But Obama's rhetoric was more combative than of late and he accused Russia of not just "violating sovereignty and territorial integrity" of the Ukraine but of "stealing the assets of the Ukrainian people".

"In 2014, we are well beyond the days when borders can be redrawn over the heads of democratic leaders," he added.

It was clear that the sharpening of the western response was a result of exasperation with Russia's refusal to make concessions in negotiations in Paris on Wednesday, the first direct talks between Moscow and Washington on Ukraine, but also designed to put pressure on Putin to reverse course.

Representing the camp arguing for a hard line against Russia, Donald Tusk, the Polish prime minister, said he was pleased things were moving in the right direction. "It was a heated discussion," he said.

Dalia Grybauskaite, the Lithuanian president, demanded action to counter Russia's "open and brutal aggression". She said: "Russia today is trying to rewrite the borders of Europe after world war two, that is what's going on. If we allow this to happen, next will be somebody else."

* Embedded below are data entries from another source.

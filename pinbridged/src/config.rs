use pinbridge_api::{Error, Result};
use serde_derive::Deserialize;
use std::env;
use tokio::time;
use tracing::Level;

fn def_log_level() -> String {
    String::from("warn")
}

fn def_pin_read_interval() -> u64 {
    5_000
}

fn def_sync_write_interval() -> u64 {
    30_000
}

fn def_heartbeat_interval() -> u64 {
    30_000
}

fn def_reevaluate_interval() -> u64 {
    60_000
}

fn def_pwm_frequency() -> u32 {
    1_000
}

fn def_rpc_timeout() -> u64 {
    10_000
}

#[derive(Deserialize, Clone)]
pub struct Config {
    #[serde(default = "def_log_level")]
    log_level: String,

    /// Bypasses the identity provider when present.
    pub hardware_serial: Option<String>,

    /// Selects the simulator HAL instead of real hardware.
    #[serde(default)]
    pub simulate_hardware: bool,

    #[serde(default = "def_pin_read_interval")]
    pin_read_interval_ms: u64,

    #[serde(default = "def_sync_write_interval")]
    hardware_sync_write_interval_ms: u64,

    #[serde(default = "def_heartbeat_interval")]
    heartbeat_interval_ms: u64,

    #[serde(default = "def_reevaluate_interval")]
    schedule_reevaluate_interval_ms: u64,

    #[serde(default = "def_pwm_frequency")]
    pub pwm_default_frequency_hz: u32,

    #[serde(default = "def_rpc_timeout")]
    rpc_timeout_ms: u64,
}

impl Config {
    pub fn get_log_level(&self) -> Level {
        match self.log_level.as_str() {
            "info" => Level::INFO,
            "debug" => Level::DEBUG,
            "trace" => Level::TRACE,
            _ => Level::WARN,
        }
    }

    pub fn pin_read_interval(&self) -> time::Duration {
        time::Duration::from_millis(self.pin_read_interval_ms)
    }

    pub fn sync_write_interval(&self) -> time::Duration {
        time::Duration::from_millis(self.hardware_sync_write_interval_ms)
    }

    pub fn heartbeat_interval(&self) -> time::Duration {
        time::Duration::from_millis(self.heartbeat_interval_ms)
    }

    pub fn reevaluate_interval(&self) -> time::Duration {
        time::Duration::from_millis(self.schedule_reevaluate_interval_ms)
    }

    pub fn rpc_timeout(&self) -> time::Duration {
        time::Duration::from_millis(self.rpc_timeout_ms)
    }
}

impl Default for Config {
    fn default() -> Self {
        Config {
            log_level: def_log_level(),
            hardware_serial: None,
            simulate_hardware: false,
            pin_read_interval_ms: def_pin_read_interval(),
            hardware_sync_write_interval_ms: def_sync_write_interval(),
            heartbeat_interval_ms: def_heartbeat_interval(),
            schedule_reevaluate_interval_ms: def_reevaluate_interval(),
            pwm_default_frequency_hz: def_pwm_frequency(),
            rpc_timeout_ms: def_rpc_timeout(),
        }
    }
}

fn from_cmdline(mut cfg: Config) -> (bool, Config) {
    use clap::{crate_version, Arg, ArgAction, Command};

    // Define the command line arguments.

    let matches = Command::new("PinBridge GPIO Controller")
        .version(crate_version!())
        .about("Bridges a cloud document store to GPIO hardware.")
        .arg(
            Arg::new("config")
                .short('c')
                .long("config")
                .action(ArgAction::Set)
                .value_name("FILE")
                .help("Specifies the configuration file"),
        )
        .arg(
            Arg::new("verbose")
                .short('v')
                .long("verbose")
                .action(ArgAction::Count)
                .help("Sets verbosity of log; can be used more than once"),
        )
        .arg(
            Arg::new("simulate")
                .long("simulate")
                .action(ArgAction::SetTrue)
                .help("Uses the simulator HAL instead of real hardware"),
        )
        .arg(
            Arg::new("print_cfg")
                .long("print-config")
                .action(ArgAction::SetTrue)
                .help("Displays the configuration and exits"),
        )
        .get_matches();

    // The number of '-v' options determines the log level.

    match matches.get_count("verbose") {
        0 => (),
        1 => cfg.log_level = String::from("info"),
        2 => cfg.log_level = String::from("debug"),
        _ => cfg.log_level = String::from("trace"),
    };

    if matches.get_flag("simulate") {
        cfg.simulate_hardware = true
    }

    // Return the config built from the command line and a flag
    // indicating the user wants the final configuration displayed.

    (matches.get_flag("print_cfg"), cfg)
}

// The serial override can also come from the environment, which is
// how the provisioning scripts pass it to the service unit.

fn from_env(mut cfg: Config) -> Config {
    if let Ok(serial) = env::var("PINBRIDGE_SERIAL") {
        if !serial.is_empty() {
            cfg.hardware_serial = Some(serial)
        }
    }
    cfg
}

fn parse_config(contents: &str) -> Result<Config> {
    toml::from_str(contents)
        .map_err(|e| Error::Config(format!("{}", e)))
        .and_then(|cfg: Config| {
            // The sync loop cadences have floors so a typo can't spin
            // the process against the store.

            if cfg.pin_read_interval_ms < 100 {
                return Err(Error::Config(
                    "'pin_read_interval_ms' is too small".into(),
                ));
            }

            if cfg.hardware_sync_write_interval_ms < 1_000 {
                return Err(Error::Config(
                    "'hardware_sync_write_interval_ms' is too small".into(),
                ));
            }

            if cfg.schedule_reevaluate_interval_ms < 1_000 {
                return Err(Error::Config(
                    "'schedule_reevaluate_interval_ms' is too small".into(),
                ));
            }

            if !(1..=20_000).contains(&cfg.pwm_default_frequency_hz) {
                return Err(Error::Config(
                    "'pwm_default_frequency_hz' is out of range".into(),
                ));
            }

            if cfg.rpc_timeout_ms < 1_000 {
                return Err(Error::Config(
                    "'rpc_timeout_ms' is too small".into(),
                ));
            }
            Ok(cfg)
        })
}

async fn from_file(path: &str) -> Option<Result<Config>> {
    use tokio::fs;

    if let Ok(contents) = fs::read(path).await {
        let contents = String::from_utf8_lossy(&contents);

        Some(parse_config(&contents))
    } else {
        None
    }
}

async fn find_cfg() -> Result<Config> {
    const CFG_FILE: &str = "pinbridge.toml";

    // Create a vector of directories that could contain a
    // configuration file. The directories will be searched in their
    // order within the vector.

    let mut dirs = vec![String::from("./")];

    // If the user has `HOME` defined, append their home directory to
    // the search path. Note the end of the path has a period. This is
    // done so the file will be named `.pinbridge.toml` in the home
    // directory.

    if let Ok(home) = env::var("HOME") {
        dirs.push(format!("{}/.", home))
    }

    // Add other, common configuration areas.

    dirs.push(String::from("/usr/local/etc/"));
    dirs.push(String::from("/etc/"));

    // Iterate through the directories. The first file that is found
    // and can be parsed is used as the configuration.

    for dir in dirs {
        let file = format!("{}{}", &dir, CFG_FILE);

        if let Some(cfg) = from_file(&file).await {
            return cfg;
        }
    }
    Ok(Config::default())
}

fn dump_config(cfg: &Config) {
    println!("Configuration:");
    println!("    log level: {}", cfg.get_log_level());
    println!(
        "    hardware serial: {}",
        cfg.hardware_serial.as_deref().unwrap_or("(from device)")
    );
    println!("    simulate hardware: {}", cfg.simulate_hardware);
    println!("    pin read interval: {} ms", cfg.pin_read_interval_ms);
    println!(
        "    sync write interval: {} ms",
        cfg.hardware_sync_write_interval_ms
    );
    println!("    heartbeat interval: {} ms", cfg.heartbeat_interval_ms);
    println!(
        "    schedule re-evaluation: {} ms",
        cfg.schedule_reevaluate_interval_ms
    );
    println!(
        "    default PWM frequency: {} Hz",
        cfg.pwm_default_frequency_hz
    );
    println!("    RPC timeout: {} ms", cfg.rpc_timeout_ms);
}

#[tracing::instrument(name = "loading config")]
pub async fn get() -> Option<Config> {
    match find_cfg().await {
        Ok(cfg) => {
            let (print_cfg, cfg) = from_cmdline(from_env(cfg));

            if print_cfg {
                dump_config(&cfg);
                None
            } else {
                Some(cfg)
            }
        }
        Err(e) => {
            println!("{}", e);
            None
        }
    }
}
//! The hardware sync loop.
//!
//! The reader polls physical output pins on a fast cadence and
//! refreshes the cache. The writer snapshots the cache on a slower
//! cadence and reports observed state, per-pin mismatch, and the
//! heartbeat to the device document in one update. Writer failures
//! skip the cycle; the next one makes the document correct anyway.

use crate::{cache::PinCache, store::rpc};
use pinbridge_api::{
    hal::Hal,
    store::{device_doc, server_timestamp, Store},
};
use serde_json::{Map, Value};
use std::sync::Arc;
use tokio::{sync::watch, time};
use tracing::{info, warn};

/// Polls every output pin and refreshes the cache's `hardware`
/// values.

pub async fn reader(
    hal: Arc<dyn Hal>,
    cache: Arc<PinCache>,
    interval: time::Duration,
    mut stop: watch::Receiver<bool>,
) {
    info!("starting");

    let mut ticker = time::interval(interval);

    loop {
        #[rustfmt::skip]
        tokio::select! {
            _ = ticker.tick() => read_pass(&hal, &cache).await,
            _ = stop.changed() => break
        }
    }

    info!("stopped")
}

async fn read_pass(hal: &Arc<dyn Hal>, cache: &PinCache) {
    for entry in cache.entries() {
        if !entry.desc.is_output() {
            continue;
        }

        // Read inside the pin's exclusive section so the cached value
        // always matches the most recent HAL interaction.

        let mut state = entry.lock().await;

        match hal.read_digital(entry.desc.number) {
            Ok(v) => state.hardware = v,
            Err(e) => {
                warn!("couldn't read pin {} -- {}", entry.desc.number, e)
            }
        }
    }
}

// Builds the writer's update payload from a cache snapshot.

fn sync_payload(snap: &[crate::cache::PinSnapshot]) -> Value {
    let mut fields = Map::new();

    for pin in snap {
        if !pin.desc.is_output() {
            continue;
        }

        let n = pin.desc.number;

        fields.insert(
            format!("gpioState.{}.hardware_state", n),
            Value::Bool(pin.state.hardware),
        );
        fields.insert(
            format!("gpioState.{}.mismatch", n),
            Value::Bool(pin.state.desired != pin.state.hardware),
        );
        fields.insert(
            format!("gpioState.{}.last_hardware_read", n),
            server_timestamp(),
        );
    }

    fields.insert(String::from("status"), Value::String("online".into()));
    fields.insert(String::from("last_heartbeat"), server_timestamp());

    Value::Object(fields)
}

/// Periodically reports the cache to the device document. On stop, a
/// final best-effort update marks the device offline.

pub async fn writer(
    store: Arc<dyn Store>,
    serial: String,
    cache: Arc<PinCache>,
    interval: time::Duration,
    rpc_timeout: time::Duration,
    mut stop: watch::Receiver<bool>,
) {
    info!("starting");

    let path = device_doc(&serial);
    let mut ticker = time::interval(interval);

    loop {
        #[rustfmt::skip]
        tokio::select! {
            _ = ticker.tick() => {
                let snap = cache.snapshot().await;
                let fields = sync_payload(&snap);

                // No retry; the next cycle carries fresher data
                // anyway.

                if let Err(e) =
                    rpc(rpc_timeout, store.update(&path, fields)).await
                {
                    warn!("skipping sync write -- {}", e)
                }
            },
            _ = stop.changed() => break
        }
    }

    let offline = serde_json::json!({
        "status": "offline",
        "last_heartbeat": server_timestamp(),
    });

    if let Err(e) = rpc(rpc_timeout, store.update(&path, offline)).await {
        warn!("couldn't record offline status -- {}", e)
    }

    info!("stopped")
}

/// Refreshes the heartbeat on its own cadence, for deployments where
/// it runs faster than the full sync write.

pub async fn heartbeat(
    store: Arc<dyn Store>,
    serial: String,
    interval: time::Duration,
    rpc_timeout: time::Duration,
    mut stop: watch::Receiver<bool>,
) {
    let path = device_doc(&serial);
    let mut ticker = time::interval(interval);

    loop {
        #[rustfmt::skip]
        tokio::select! {
            _ = ticker.tick() => {
                let fields = serde_json::json!({
                    "status": "online",
                    "last_heartbeat": server_timestamp(),
                });

                if let Err(e) =
                    rpc(rpc_timeout, store.update(&path, fields)).await
                {
                    warn!("skipping heartbeat -- {}", e)
                }
            },
            _ = stop.changed() => break
        }
    }
}

#[cfg(test)]
mod tests {
    use super::*;
    use crate::{hal::sim::SimHal, pins::PIN_TABLE, store::MemStore};
    use serde_json::json;

    async fn fixture() -> (Arc<SimHal>, Arc<PinCache>, Arc<MemStore>) {
        let hal = Arc::new(SimHal::new());
        let cache = Arc::new(PinCache::new(PIN_TABLE));
        let store = Arc::new(MemStore::new());

        for entry in cache.entries() {
            hal.configure(&entry.desc).unwrap()
        }

        store
            .set("devices/tester", json!({"gpioState": {}}), false)
            .await
            .unwrap();

        (hal, cache, store)
    }

    #[tokio::test]
    async fn test_read_pass_refreshes_cache() {
        let (hal, cache, _) = fixture().await;
        let dyn_hal: Arc<dyn Hal> = hal.clone();

        // Drive the pin behind the cache's back.

        hal.set_digital(17, true).unwrap();
        assert!(!cache.entry(17).unwrap().lock().await.hardware);

        read_pass(&dyn_hal, &cache).await;
        assert!(cache.entry(17).unwrap().lock().await.hardware);

        // Input pins are not polled.

        assert!(!cache.entry(4).unwrap().lock().await.hardware);
    }

    #[tokio::test]
    async fn test_sync_payload_reports_mismatch() {
        let (_, cache, _) = fixture().await;

        {
            let entry = cache.entry(17).unwrap();
            let mut state = entry.lock().await;

            state.desired = true;
            state.hardware = false;
        }

        let snap = cache.snapshot().await;
        let payload = sync_payload(&snap);

        assert_eq!(payload["gpioState.17.mismatch"], json!(true));
        assert_eq!(payload["gpioState.17.hardware_state"], json!(false));
        assert_eq!(payload["gpioState.23.mismatch"], json!(false));
        assert_eq!(payload["status"], "online");
        assert!(payload.get("gpioState.4.hardware_state").is_none());
    }

    #[tokio::test(start_paused = true)]
    async fn test_writer_updates_document_and_goes_offline() {
        let (_, cache, store) = fixture().await;
        let (tx_stop, rx_stop) = watch::channel(false);
        let task = tokio::spawn(writer(
            store.clone() as Arc<dyn Store>,
            String::from("tester"),
            cache.clone(),
            time::Duration::from_secs(30),
            time::Duration::from_secs(10),
            rx_stop,
        ));

        time::sleep(time::Duration::from_secs(1)).await;

        let doc = store.get("devices/tester").await.unwrap().unwrap();

        assert_eq!(doc["status"], "online");
        assert!(doc["last_heartbeat"].is_string());
        assert_eq!(doc["gpioState"]["17"]["hardware_state"], json!(false));

        let _ = tx_stop.send(true);
        task.await.unwrap();

        let doc = store.get("devices/tester").await.unwrap().unwrap();

        assert_eq!(doc["status"], "offline");
    }

    #[tokio::test(start_paused = true)]
    async fn test_writer_skips_failed_cycles() {
        let (_, cache, store) = fixture().await;
        let (tx_stop, rx_stop) = watch::channel(false);

        store.fail_next_writes(1);

        let task = tokio::spawn(writer(
            store.clone() as Arc<dyn Store>,
            String::from("tester"),
            cache.clone(),
            time::Duration::from_secs(30),
            time::Duration::from_secs(10),
            rx_stop,
        ));

        // First cycle fails and is skipped.

        time::sleep(time::Duration::from_secs(1)).await;

        let doc = store.get("devices/tester").await.unwrap().unwrap();

        assert!(doc.get("status").is_none());

        // The next cycle recovers without any retry logic.

        time::sleep(time::Duration::from_secs(30)).await;

        let doc = store.get("devices/tester").await.unwrap().unwrap();

        assert_eq!(doc["status"], "online");

        let _ = tx_stop.send(true);
        task.await.unwrap();
    }
}
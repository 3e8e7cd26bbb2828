//! Captures the device identity.
//!
//! The identity is the hardware serial, used as the primary key of
//! the device document. It is read once at bootstrap and never
//! changes for the lifetime of the process.

use pinbridge_api::{Error, Result};
use tracing::info;

const CPUINFO: &str = "/proc/cpuinfo";

// Pulls the serial out of /proc/cpuinfo contents. On Raspberry Pi OS
// the line looks like "Serial\t\t: 10000000abcdef01".

fn parse_cpuinfo(contents: &str) -> Option<String> {
    contents.lines().find_map(|line| {
        let (key, value) = line.split_once(':')?;

        if key.trim() == "Serial" {
            let value = value.trim();

            if !value.is_empty() && value.chars().any(|c| c != '0') {
                return Some(String::from(value));
            }
        }
        None
    })
}

/// Determines the hardware serial. A configured override wins;
/// otherwise the board's serial is read from `/proc/cpuinfo`. In
/// simulator mode a fixed identity is used when neither is available
/// so the daemon can run on a development host.

pub async fn get_hardware_serial(
    override_serial: Option<&str>,
    simulate: bool,
) -> Result<String> {
    if let Some(serial) = override_serial {
        info!("using configured serial {}", serial);
        return Ok(String::from(serial));
    }

    if let Ok(contents) = tokio::fs::read_to_string(CPUINFO).await {
        if let Some(serial) = parse_cpuinfo(&contents) {
            info!("device serial {}", &serial);
            return Ok(serial);
        }
    }

    if simulate {
        Ok(String::from("simulated-device"))
    } else {
        Err(Error::Operation(String::from(
            "couldn't determine the hardware serial",
        )))
    }
}

#[cfg(test)]
mod tests {
    use super::*;

    #[test]
    fn test_parse_cpuinfo() {
        let contents = "\
processor\t: 0
model name\t: ARMv7 Processor rev 3 (v7l)
Hardware\t: BCM2711
Revision\t: c03111
Serial\t\t: 10000000abcdef01
Model\t\t: Raspberry Pi 4 Model B Rev 1.1
";

        assert_eq!(
            parse_cpuinfo(contents),
            Some(String::from("10000000abcdef01"))
        );

        // x86 hosts have no Serial line at all.

        assert_eq!(parse_cpuinfo("processor\t: 0\nvendor_id\t: acme\n"), None);

        // An all-zero serial means the kernel couldn't read one.

        assert_eq!(parse_cpuinfo("Serial\t\t: 0000000000000000\n"), None);
    }

    #[tokio::test]
    async fn test_override_wins() {
        assert_eq!(
            get_hardware_serial(Some("custom-serial"), false).await,
            Ok(String::from("custom-serial"))
        );
    }
}
//! HAL backends.
//!
//! The simulator is always available; the Raspberry Pi backend is
//! compiled in with the `rpi-gpio` feature. Everything above this
//! module works with `Arc<dyn Hal>` and can't tell the two apart.

use pinbridge_api::{hal::Hal, Error, Result};
use std::sync::Arc;

pub mod sim;

#[cfg(feature = "rpi-gpio")]
pub mod rpi;

/// Constructs the HAL selected by the configuration.

pub fn open(simulate: bool) -> Result<Arc<dyn Hal>> {
    if simulate {
        return Ok(Arc::new(sim::SimHal::new()));
    }

    #[cfg(feature = "rpi-gpio")]
    {
        Ok(Arc::new(rpi::RpiHal::new()?))
    }

    #[cfg(not(feature = "rpi-gpio"))]
    {
        Err(Error::Config(String::from(
            "built without the 'rpi-gpio' feature; \
	     set 'simulate_hardware' to run",
        )))
    }
}
//! GPIO backend for Raspberry Pi boards, built on `rppal`.
//!
//! Pins are claimed through the memory-mapped GPIO interface and kept
//! in a table for the lifetime of the process. `rppal` resets claimed
//! pins to their original state on drop, which gives us the release
//! semantics `cleanup` promises.

use pinbridge_api::{
    hal::Hal,
    types::pin::{Direction, PinDescriptor},
    Error, Result,
};
use rppal::gpio::{Gpio, InputPin, OutputPin};
use std::collections::HashMap;
use std::sync::Mutex;

enum Claimed {
    Output { pin: OutputPin, pwm: bool },
    Input(InputPin),
}

pub struct RpiHal {
    gpio: Gpio,
    pins: Mutex<HashMap<u8, Claimed>>,
}

// rppal errors carry the detail we want in the log; wrap them all the
// same way.

fn hw_err<E: std::fmt::Display>(e: E) -> Error {
    Error::Hardware(e.to_string())
}

impl RpiHal {
    pub fn new() -> Result<RpiHal> {
        Ok(RpiHal {
            gpio: Gpio::new().map_err(hw_err)?,
            pins: Mutex::new(HashMap::new()),
        })
    }
}

impl Hal for RpiHal {
    fn configure(&self, pin: &PinDescriptor) -> Result<()> {
        let mut pins = self.pins.lock().unwrap();

        if pins.contains_key(&pin.number) {
            return Ok(());
        }

        let raw = self.gpio.get(pin.number).map_err(hw_err)?;
        let claimed = match pin.direction {
            Direction::Output => Claimed::Output {
                pin: raw.into_output_low(),
                pwm: pin.pwm_capable,
            },
            Direction::Input => Claimed::Input(raw.into_input()),
        };

        pins.insert(pin.number, claimed);
        Ok(())
    }

    fn set_digital(&self, pin: u8, value: bool) -> Result<()> {
        let mut pins = self.pins.lock().unwrap();

        match pins.get_mut(&pin) {
            Some(Claimed::Output { pin: p, .. }) => {
                // A previous PWM signal keeps running until cleared.

                let _ = p.clear_pwm();

                if value {
                    p.set_high()
                } else {
                    p.set_low()
                }
                Ok(())
            }
            Some(Claimed::Input(_)) => Err(Error::Hardware(format!(
                "pin {} is not an output",
                pin
            ))),
            None => {
                Err(Error::Hardware(format!("pin {} not configured", pin)))
            }
        }
    }

    fn read_digital(&self, pin: u8) -> Result<bool> {
        let pins = self.pins.lock().unwrap();

        match pins.get(&pin) {
            Some(Claimed::Output { pin: p, .. }) => Ok(p.is_set_high()),
            Some(Claimed::Input(p)) => Ok(p.is_high()),
            None => {
                Err(Error::Hardware(format!("pin {} not configured", pin)))
            }
        }
    }

    fn set_pwm(&self, pin: u8, duty: u8, freq_hz: u32) -> Result<()> {
        let mut pins = self.pins.lock().unwrap();

        match pins.get_mut(&pin) {
            Some(Claimed::Output { pin: p, pwm: true }) => p
                .set_pwm_frequency(freq_hz as f64, duty as f64 / 100.0)
                .map_err(hw_err),
            Some(_) => Err(Error::Hardware(format!(
                "pin {} is not PWM-capable",
                pin
            ))),
            None => {
                Err(Error::Hardware(format!("pin {} not configured", pin)))
            }
        }
    }

    fn cleanup(&self) {
        // Dropping the claimed pins lets rppal restore their original
        // state.

        self.pins.lock().unwrap().clear()
    }
}
//! The document-store seam.
//!
//! The controller's entire control surface is a set of documents in a
//! remote store; this trait is everything it needs from that store.
//! Documents are `serde_json::Value` maps. Partial updates address
//! nested fields with dotted paths (`gpioState.17.hardware_state`),
//! the way the remote store does.

use async_trait::async_trait;
use serde_json::Value;
use tokio::sync::mpsc;

use crate::Result;

/// Kind of change delivered for a document in a watched collection.

#[derive(Debug, Clone, Copy, PartialEq, Eq)]
pub enum ChangeKind {
    Added,
    Modified,
    Removed,
}

/// One change event from a collection watch.

#[derive(Debug, Clone)]
pub struct DocChange {
    pub kind: ChangeKind,
    /// Document id within the collection.
    pub id: String,
    /// The document body. Empty map for `Removed`.
    pub doc: Value,
}

/// Sentinel written in place of a timestamp field; the store backend
/// replaces it with its own clock when the write is applied. The
/// controller never stamps documents from its local clock.

pub const SERVER_TS: &str = "__server_timestamp__";

/// Convenience for building update payloads with a server-resolved
/// timestamp field.

pub fn server_timestamp() -> Value {
    Value::String(String::from(SERVER_TS))
}

/// Client contract with the remote document store. The connection is
/// shared and internally thread-safe; reconnection with backoff is
/// the client's job, so a watch channel that ends means the
/// subscription is gone and must be re-established by the caller.

#[async_trait]
pub trait Store: Send + Sync {
    /// Writes a whole document. With `merge` set, unspecified fields
    /// of an existing document are preserved.
    async fn set(&self, path: &str, doc: Value, merge: bool) -> Result<()>;

    /// Applies a partial update. `fields` is a flat map whose keys
    /// are dotted field paths.
    async fn update(&self, path: &str, fields: Value) -> Result<()>;

    /// Fetches one document. `None` if it doesn't exist.
    async fn get(&self, path: &str) -> Result<Option<Value>>;

    /// Deletes one document. Deleting a missing document is not an
    /// error.
    async fn delete(&self, path: &str) -> Result<()>;

    /// Subscribes to a single document. The current contents are
    /// delivered as the first item, then every subsequent snapshot.
    async fn watch_doc(&self, path: &str) -> Result<mpsc::Receiver<Value>>;

    /// Subscribes to a collection. Existing documents are delivered
    /// first as `Added` events, then live changes follow.
    async fn watch_collection(
        &self,
        path: &str,
    ) -> Result<mpsc::Receiver<DocChange>>;
}

/// Path of the device document for a given hardware serial.

pub fn device_doc(serial: &str) -> String {
    format!("devices/{}", serial)
}

/// Path of the commands subcollection for a given hardware serial.

pub fn commands_path(serial: &str) -> String {
    format!("devices/{}/commands", serial)
}

/// Path of one command-response document.

pub fn response_doc(serial: &str, cmd_id: &str) -> String {
    format!("devices/{}/responses/{}", serial, cmd_id)
}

The Europeans and the Americans are focused on forcing Russia to open a dialogue with Ukraine. The acting Ukrainian prime minister, Arseniy Yatseniuk, said Kiev was ready to talk to Moscow; it was ready for "co-operation, but not surrender".

"Mr Putin, tear down this wall," he said, echoing Ronald Reagan's demand of Soviet leader Mikhail Gorbachev in the 1980s. "Tear down this wall of intimidation, of military aggression."

In another unexpectedly bold move, the EU decided to push ahead much faster than predicted with a political pact drawing Ukraine closer to Europe, the initial spark for the crisis last November when the deposed president Viktor Yanukovych refused to sign the agreement.

Hitherto, the EU has said that Brussels would revive the pact only after elections scheduled for 25 May, once a new government was installed. Merkel and Tusk said the agreement would be split into political and trade sections. The political part could be signed "days or weeks" before the elections, Merkel pledged for the first time.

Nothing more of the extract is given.